The probability of picking blue $8$ times in a row is the same, as is the probability of green $8$ times in a row. So the probability of some colour $8$ times in a row is $3\cdot \frac{1}{3^8}$.

For the somewhat more general problem that you mention, suppose we pick a ball $8$ times in a row, with replacement.

The probability of any particular sequence of colours is $\frac{1}{3^8}$. We now ask how many sequences there are that have $3$ red, $3$ blue, and $2$ green. This is given by the multinomial coefficient $\binom{8}{3,3,2}$, which is $\frac{8!}{3!3!2!}$. So our probability is $\frac{8!}{3!3!2!}\cdot \frac{1}{3^8}$.

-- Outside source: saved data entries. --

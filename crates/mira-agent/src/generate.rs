//! Plan and report generation, shared by the tools and the direct
//! (non-chat) path.

use chrono::NaiveDate;
use std::time::Instant;

use mira_core::AppError;
use mira_processing::clean_markdown;
use mira_services::providers::BoardData;
use mira_services::{LlmProvider, SearchHit};

use crate::prompts::{
    project_plan_prompt, status_report_prompt, PLAN_SYSTEM_PROMPT, REPORT_SYSTEM_PROMPT,
};

/// Group retrieved passages by source, in first-seen order, under
/// `--- Content from <source> ---` headers.
pub fn plan_source_text(hits: &[SearchHit], instructions: Option<&str>) -> String {
    let mut groups: Vec<(&str, Vec<&str>)> = Vec::new();
    for hit in hits {
        match groups.iter_mut().find(|(source, _)| *source == hit.source) {
            Some((_, texts)) => texts.push(&hit.text),
            None => groups.push((&hit.source, vec![&hit.text])),
        }
    }

    let mut text = String::new();
    for (source, texts) in groups {
        text.push_str(&format!("\n\n--- Content from {} ---\n", source));
        text.push_str(&texts.join("\n"));
    }
    with_instructions(text, instructions)
}

/// Append `--- Additional Instructions ---` when `instructions` is not blank.
pub fn with_instructions(mut text: String, instructions: Option<&str>) -> String {
    if let Some(instructions) = instructions.map(str::trim).filter(|i| !i.is_empty()) {
        text.push_str(&format!("\n\n--- Additional Instructions ---\n{}", instructions));
    }
    text
}

/// Board lists as `## <list>` blocks of card summaries.
pub fn board_report_text(board: &BoardData) -> String {
    board
        .summaries()
        .into_iter()
        .map(|(list, cards)| format!("## {}\n{}", list, cards.join("\n")))
        .collect::<Vec<_>>()
        .join("\n")
}

/// Generate a project plan from extracted document text.
pub async fn generate_project_plan(
    llm: &dyn LlmProvider,
    documents_text: &str,
    temperature: f32,
) -> Result<String, AppError> {
    let start = Instant::now();
    let raw = llm
        .complete(PLAN_SYSTEM_PROMPT, &project_plan_prompt(documents_text), temperature)
        .await?;
    let plan = clean_markdown(&raw);
    tracing::info!(
        model = %llm.model(),
        input_chars = documents_text.len(),
        output_chars = plan.len(),
        duration_ms = start.elapsed().as_secs_f64() * 1000.0,
        "Project plan generated"
    );
    Ok(plan)
}

/// Generate a status report for `date` from live board data. The result
/// always carries the report date.
pub async fn generate_status_report(
    llm: &dyn LlmProvider,
    board: &BoardData,
    date: NaiveDate,
    temperature: f32,
) -> Result<String, AppError> {
    let start = Instant::now();
    let date = date.format("%Y-%m-%d").to_string();
    let raw = llm
        .complete(
            REPORT_SYSTEM_PROMPT,
            &status_report_prompt(&board_report_text(board), &date),
            temperature,
        )
        .await?;

    let mut report = clean_markdown(&raw);
    if !report.contains(&date) {
        report = format!("**Report Date:** {}\n\n{}", date, report);
    }
    tracing::info!(
        model = %llm.model(),
        board_id = %board.board_id,
        output_chars = report.len(),
        duration_ms = start.elapsed().as_secs_f64() * 1000.0,
        "Status report generated"
    );
    Ok(report)
}
use mira_processing::{split_into_chunks, ChunkConfig};
use mira_services::test_helpers::KeywordEmbedder;
use mira_services::VectorIndex;

/// Index `docs` with the keyword embedder's vectors.
pub fn keyword_index(embedder: &KeywordEmbedder, docs: &[(&str, &str)]) -> VectorIndex {
    let mut index = VectorIndex::new("test");
    for (name, text) in docs {
        for chunk in split_into_chunks(text, name, &ChunkConfig::default()) {
            index.insert(&chunk, embedder.vector_for(&chunk.text));
        }
    }
    index
}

Remark: More generally, suppose that we repeat an experiment independently $n$ times, with possible outcomes $A_1,A_2,\dots,A_r$, that have probabilities $p_1,p_2,\dots,p_r$. Then the probability that $A_1$ will occur $a_1$ times, and $A_2$ will occur $a_2$ times, and so on, where $a_1+a_2+\cdots+a_r=n$ is given by $$\binom{n}{a_1,a_2,\dots,a_r} p_1^{a_1}p_2^{a_2}\cdots p_r^{a_r}.$$

The multinomial coefficient in front is $\frac{n!}{a_1!a_2!\cdots a_r!}$. It is the number of "words" of length $n$, over the alphabet $\{A_1,\dots,A_r\}$, that have exactly $a_1$ occurrences of $A_1$, $a_2$ occurrences of $A_2$, and so on up to $A_r$.

For more details, you might want to search under multinomial distribution.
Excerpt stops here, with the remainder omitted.